Typically, a private corporation will be involved, at least during the
construction phase, and the revenue stream will be secured by fees or rents paid
by municipalities for use of the facilities. The viability of a resource
recovery project, environmental protection regulations, and project operator tax
incentives may affect the value and credit quality of resource recovery bonds.
REFUNDING CONTRACTS. The municipal bond funds may invest in refunding contracts
which require the issuer to sell and a Fund to buy refunded municipal
obligations at a stated price and yield on a settlement date that may be several
months or several years in the future.
REVERSE REPURCHASE AGREEMENTS. In a reverse repurchase agreement, a Fund
temporarily transfers possession of a portfolio instrument to another party,
such as a bank or broker-dealer, in return for cash. At the same time, a Fund
agrees to repurchase the instrument at an agreed-upon price and time. A Fund
expects that it will engage in reverse repurchase agreements for temporary
purposes such as to fund redemptions.
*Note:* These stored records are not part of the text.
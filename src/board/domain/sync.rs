//! Board phase and per-task optimistic update tags.

use crate::task::domain::TaskStatus;
use serde::{Deserialize, Serialize};

/// Session-level phase of the board.
#[derive(Debug, Clone, Copy, Default, PartialEq, Eq, Hash, Serialize, Deserialize)]
#[serde(rename_all = "snake_case")]
pub enum BoardPhase {
    /// The first refresh has not resolved yet.
    #[default]
    Loading,
    /// Steady state; mutations are accepted.
    Ready,
}

/// Confirmation state of a task whose status was patched locally.
///
/// A task with no tag is confirmed: its local status is what the store last
/// reported.
#[derive(Debug, Clone, Copy, PartialEq, Eq, Hash, Serialize, Deserialize)]
#[serde(tag = "state", rename_all = "snake_case")]
pub enum SyncState {
    /// The speculative status is shown and the store call is in flight.
    Unconfirmed {
        /// Status applied locally.
        speculative: TaskStatus,
    },
    /// A refresh replaced the speculative status while the store call was
    /// still in flight.
    Overwritten {
        /// Status applied locally before the refresh.
        speculative: TaskStatus,
        /// Status the refresh reported.
        refreshed: TaskStatus,
    },
}

impl SyncState {
    /// Returns the status that was applied optimistically.
    #[must_use]
    pub const fn speculative(self) -> TaskStatus {
        match self {
            Self::Unconfirmed { speculative } | Self::Overwritten { speculative, .. } => {
                speculative
            }
        }
    }
}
Reverse repurchase agreements may increase
the risk of fluctuation in the market value of a Fund's assets or in its yield.
While a reverse repurchase agreement is outstanding, a Fund will maintain
appropriate liquid assets such as cash, U.S. Government securities, or other
liquid high grade debt securities in a segregated custodial account to cover its
obligations under the agreement. A Fund will enter into reverse repurchase
agreements only with those parties whose creditworthiness is deemed satisfactory
by Capitoline.
STRIPPED GOVERNMENT SECURITIES. Stripped securities are created by separating
the income and principal components of a debt instrument and selling them
separately. Each Fund may purchase U.S. Treasury STRIPS (Separate Trading of
Registered Interest and Principal of Securities), that are created when the
coupon payments and the principal payment are stripped from an outstanding
Treasury bond by the Federal Reserve Bank. Bonds issued by the Resolution
Funding Corporation (REFCORP) can also be stripped in this fashion. REFCORP
STRIPS are eligible investments for each money market and bond fund.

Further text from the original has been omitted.